In response, Simpson suggests efforts at local determinacy against the hyperbolic "all or nothing" postures of the post-structuralists -- "as if there were no alternative between complete self-confidence (all information is objective) and complete agnosticism (all information is projected or undifferentiated)."[54] He concludes: "There seems to me to be no a priori inhibition on the practice of such a history; stringent skepticism about the nature of historical claims can perfectly well coexist with an absolute commitment to historical methods."[55] Indeed, it is a defense of precisely this sort of fallibilist empiricism as constitutive of historical disciplinary conventions that we shall ultimately invoke in response to the new philosophical historicism.

Ankersmit's Postmodernist Historiography: The Hyperbole of "Opacity"

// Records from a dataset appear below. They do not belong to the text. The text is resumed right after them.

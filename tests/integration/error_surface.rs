//! Integration tests for the rendered error surface

use super::*;
use oauth2_service_client::{
    debug_requested, oauth2_client, render_error, ConfigurationError, OAuth2Error, RequestOptions,
};
use std::collections::HashMap;
use wiremock::matchers::{method, path};
use wiremock::Mock;

#[tokio::test]
async fn test_render_request_failure() {
    let mock_server = setup_mock_server().await;

    token_endpoint("tok1", 3600).mount(&mock_server).await;
    Mock::given(method("DELETE"))
        .and(path(API_PATH))
        .respond_with(error_response(404, json!({"message": "invoice not found"})))
        .mount(&mock_server)
        .await;

    let (client, _cache) = client_for(&mock_server);
    let error = client
        .delete(&api_url(&mock_server), RequestOptions::new())
        .await
        .unwrap_err();

    let rendered = render_error(&error, false);

    assert_eq!(rendered.status, 404);
    assert_eq!(rendered.body["code"], 404);
    assert_eq!(rendered.body["context"]["service"], SERVICE);
    assert_eq!(
        rendered.body["response_data"],
        json!({"message": "invoice not found"})
    );
    assert!(rendered.body["message"]
        .as_str()
        .unwrap()
        .ends_with("with status 404: invoice not found"));
    assert!(rendered.body.get("exception").is_none());
    assert!(rendered.body.get("trace").is_none());
}

#[tokio::test]
async fn test_render_transport_failure_with_debug() {
    let mock_server = setup_mock_server().await;

    token_endpoint("tok1", 3600).mount(&mock_server).await;

    let (client, _cache) = client_for(&mock_server);
    let error = client
        .get("http://127.0.0.1:9/v1/invoices", RequestOptions::new())
        .await
        .unwrap_err();

    let mut headers = HashMap::new();
    headers.insert("X-Debug".to_string(), "1".to_string());
    let rendered = render_error(&error, debug_requested(&headers, None));

    assert_eq!(rendered.status, 500);
    assert_eq!(rendered.body["code"], 0);
    assert_eq!(rendered.body["exception"], "RequestError");
    assert_eq!(rendered.body["trace"].as_array().map(Vec::len), Some(1));
}

#[test]
fn test_configuration_failure_renders_without_network() {
    let settings = settings_for(json!({"token_url": "https://auth.example.com/token"}));

    let error = oauth2_client(SERVICE, &settings).err().expect("configuration error");
    assert!(matches!(
        &error,
        OAuth2Error::Configuration(ConfigurationError::InvalidFormat { field, .. })
            if field == "client_id"
    ));

    let rendered = render_error(&error, debug_requested(&HashMap::new(), Some("?debug=1")));
    assert_eq!(rendered.status, 500);
    assert_eq!(rendered.body["exception"], "ConfigurationError");
    assert_eq!(rendered.body["context"]["service"], SERVICE);
}
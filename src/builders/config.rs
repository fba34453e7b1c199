//! Settings Builder
//!
//! Fluent builder for client settings.

use secrecy::ExposeSecret;
use serde_json::{json, Map, Value};
use std::time::Duration;

use crate::error::{ConfigurationError, OAuth2Error};
use crate::telemetry::LogLevel;
use crate::types::{
    LoggingSettings, OAuth2Settings, ServiceConfig, DEFAULT_CACHE_PREFIX,
    DEFAULT_EXPIRATION_BUFFER_SECS,
};

/// OAuth2 settings builder.
pub struct OAuth2SettingsBuilder {
    services: Map<String, Value>,
    typed_services: Vec<String>,
    cache_prefix: String,
    expiration_buffer: Duration,
    logging: LoggingSettings,
}

impl Default for OAuth2SettingsBuilder {
    fn default() -> Self {
        Self::new()
    }
}

impl OAuth2SettingsBuilder {
    /// Create new settings builder.
    pub fn new() -> Self {
        Self {
            services: Map::new(),
            typed_services: Vec::new(),
            cache_prefix: DEFAULT_CACHE_PREFIX.to_string(),
            expiration_buffer: Duration::from_secs(DEFAULT_EXPIRATION_BUFFER_SECS),
            logging: LoggingSettings::default(),
        }
    }

    /// Add or replace a service.
    pub fn service(mut self, name: impl Into<String>, config: ServiceConfig) -> Self {
        let entry = json!({
            "token_url": config.token_url,
            "client_id": config.client_id,
            "client_secret": config.client_secret.expose_secret(),
            "scope": config.scope,
            "verify": config.verify_tls,
        });
        let name = name.into();
        self.services.insert(name.clone(), entry);
        self.typed_services.push(name);
        self
    }

    /// Add a raw service entry, validated only when a client is built for it.
    pub fn raw_service(mut self, name: impl Into<String>, entry: Value) -> Self {
        let name = name.into();
        self.typed_services.retain(|typed| *typed != name);
        self.services.insert(name, entry);
        self
    }

    /// Set cache key prefix.
    pub fn cache_prefix(mut self, prefix: impl Into<String>) -> Self {
        self.cache_prefix = prefix.into();
        self
    }

    /// Set expiration buffer.
    pub fn expiration_buffer(mut self, buffer: Duration) -> Self {
        self.expiration_buffer = buffer;
        self
    }

    /// Set logging settings.
    pub fn logging(mut self, logging: LoggingSettings) -> Self {
        self.logging = logging;
        self
    }

    /// Set minimum log level.
    pub fn log_level(mut self, level: LogLevel) -> Self {
        self.logging.level = level;
        self
    }

    /// Disable logging.
    pub fn disable_logging(mut self) -> Self {
        self.logging.enabled = false;
        self
    }

    /// Build the settings.
    ///
    /// Every typed service is validated; raw entries are left for resolution
    /// time.
    pub fn build(self) -> Result<OAuth2Settings, OAuth2Error> {
        let settings = OAuth2Settings {
            services: self.services,
            cache_prefix: self.cache_prefix,
            expiration_buffer_secs: self.expiration_buffer.as_secs(),
            logging: self.logging,
        };

        if settings.cache_prefix.chars().any(char::is_whitespace) {
            return Err(OAuth2Error::Configuration(ConfigurationError::InvalidFormat {
                service: "settings".to_string(),
                field: "cache_prefix".to_string(),
                reason: "must not contain whitespace".to_string(),
            }));
        }
        settings.validate()?;

        for name in &self.typed_services {
            settings.resolve(name)?;
        }

        Ok(settings)
    }
}

/// Create a new OAuth2 settings builder.
pub fn oauth2_settings() -> OAuth2SettingsBuilder {
    OAuth2SettingsBuilder::new()
}
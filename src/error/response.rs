//! Error Responses
//!
//! Conversion of an [`OAuth2Error`] into an HTTP error payload for services
//! that surface client failures to their own callers.

use serde_json::{json, Value};
use std::collections::HashMap;

use super::OAuth2Error;

/// Rendered error response.
#[derive(Debug, Clone, PartialEq)]
pub struct ErrorResponse {
    /// HTTP status to answer with.
    pub status: u16,
    /// JSON body.
    pub body: Value,
}

/// Render an error as `{message, code, context, response_data?}`.
///
/// With `debug` set, `exception` (the error kind) and `trace` (the source
/// chain) are added. The status falls back to 500 when the carried code is
/// not a valid HTTP status.
pub fn render_error(error: &OAuth2Error, debug: bool) -> ErrorResponse {
    let code = error.status_code();
    let status = if (100..=599).contains(&code) { code } else { 500 };

    let mut body = json!({
        "message": error.to_string(),
        "code": code,
        "context": error.context(),
    });

    if let Some(response_data) = error.response_data() {
        body["response_data"] = response_data;
    }

    if debug {
        body["exception"] = json!(error.kind_name());
        body["trace"] = json!(source_chain(error));
    }

    ErrorResponse { status, body }
}

fn source_chain(error: &OAuth2Error) -> Vec<String> {
    let mut chain = Vec::new();
    let mut current = std::error::Error::source(error);
    while let Some(source) = current {
        chain.push(source.to_string());
        current = source.source();
    }
    chain
}

/// Check whether the incoming request asked for debug output.
///
/// Debug is on for an `X-Debug: 1` header (any case) or a `debug=1` query
/// parameter.
pub fn debug_requested(headers: &HashMap<String, String>, query: Option<&str>) -> bool {
    let header_flag = headers
        .iter()
        .any(|(name, value)| name.eq_ignore_ascii_case("x-debug") && value.trim() == "1");

    let query_flag = query
        .map(|q| {
            url::form_urlencoded::parse(q.trim_start_matches('?').as_bytes())
                .any(|(key, value)| key == "debug" && value == "1")
        })
        .unwrap_or(false);

    header_flag || query_flag
}
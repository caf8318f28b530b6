//! # etrack core
//!
//! Core import logic for the event tracker: decide, for each externally
//! submitted event record, whether it is admissible for storage, then hand
//! admitted records to the persistence boundary along with their notes.
//!
//! The crate is an internal library boundary with no wire format of its own:
//! - [`uid_assign`] stamps globally unique identifiers onto new events and
//!   their notes (codes come from the `etrack-uid` crate).
//! - [`context`] defines the immutable per-batch lookup bundle every check
//!   reads, plus the collaborator contracts it is loaded from.
//! - [`checks`] holds the polymorphic rule checks; [`pipeline`] runs them in
//!   order with short-circuit-on-final semantics.
//! - [`store`] is the persistence boundary admitted events are committed
//!   through; [`import`] ties the whole flow together per batch.
//!
//! **Not in this crate**: the relational schema and SQL, HTTP/CLI import
//! endpoints, role storage, and metadata loading. Those live behind the
//! collaborator traits defined here.

pub mod checks;
pub mod context;
pub mod dates;
pub mod error;
pub mod event;
pub mod import;
pub mod pipeline;
pub mod store;
pub mod summary;
pub mod uid_assign;

#[cfg(test)]
pub(crate) mod testutil;

pub use checks::{EnrollmentCheck, EventBaseCheck, ValidationCheck};
pub use context::{
    Enrollment, EnrollmentStatus, EnrollmentStore, ImportOptions, Program, TrackedEntityInstance,
    User, ValidationContext, F_EDIT_EXPIRED,
};
pub use error::{StoreError, StoreResult};
pub use event::{Event, EventStatus, Note};
pub use import::{EventImportService, ImportReport};
pub use pipeline::ValidationPipeline;
pub use store::{EventSearchParams, EventStore};
pub use summary::{ImportConflict, ImportCount, ImportStatus, ImportSummary};

// Identifier codes are re-exported for convenience.
pub use etrack_uid::{Uid, UidError};
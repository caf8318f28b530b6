//! Error types for the persistence boundary.
//!
//! Ordinary business-rule failures never surface as Rust errors; they are
//! reported through `ImportSummary` values. The variants here cover the only
//! genuinely fatal conditions the core can hit: failures of the external
//! stores it commits to.

/// Errors surfaced by the external stores the import flow talks to.
#[derive(Debug, thiserror::Error)]
pub enum StoreError {
    #[error("store rejected the batch: {0}")]
    Rejected(String),
    #[error("store backend failure: {0}")]
    Backend(#[source] Box<dyn std::error::Error + Send + Sync>),
}

pub type StoreResult<T> = std::result::Result<T, StoreError>;
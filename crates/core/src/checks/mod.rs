//! Business-rule checks run against each incoming event.
//!
//! Each check evaluates one rule family and reports through an
//! [`ImportSummary`]; the pipeline decides continuation, not the check. Checks
//! are pure with respect to their inputs: the event and the context are never
//! mutated, the returned summary is the only output.

mod base;
mod enrollment;

pub use base::EventBaseCheck;
pub use enrollment::EnrollmentCheck;

use crate::context::ValidationContext;
use crate::event::Event;
use crate::summary::ImportSummary;

/// One element of the validation pipeline.
pub trait ValidationCheck: Send + Sync {
    /// Evaluates this check's rule family against one event.
    fn check(&self, event: &Event, ctx: &ValidationContext) -> ImportSummary;

    /// Whether a conflict-bearing result from this check must halt the
    /// pipeline for the event (`true`), or merely be recorded while later
    /// checks still run (`false`).
    fn is_final(&self) -> bool;
}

Ankersmit's History and Tropology, a collection of his most important essays over the last two decades, presents a very coherent and ambitious argument for the emergence not only of a new historiographical theory but of a concomitant practice which signals the rise of postmodernism within the discipline.[56] Accordingly, an Auseinandersetzung with Ankersmit may be the most economical vehicle for establishing what is at stake in the current clash of "paradigms." Ankersmit is a worthy interlocutor for two reasons. First, he recognizes as his point of departure that historians should decide upon historical practice.[57] For him, the test of theory is ultimately in practice, and the verdict is still out: "it still has to be seen whether postmodernism is more successful than historism in its support of historiographical practice."[58] But second, and even more important, Ankersmit strives seriously to acknowledge the importance of historicism in historical practice. "[N]o historical theory has guaranteed historical writing greater and better-deserved triumphs than historism."[59] This is not to say that Ankersmit is uncritical of historicism. Indeed, he proposes that it has halted "halfway" and that postmodernism represents a historicism carried to its radical conclusion.[60] I would argue, against him, that precisely this historicism Ó outrance (philosophical historicism) is the hyperbolic move he cautions against.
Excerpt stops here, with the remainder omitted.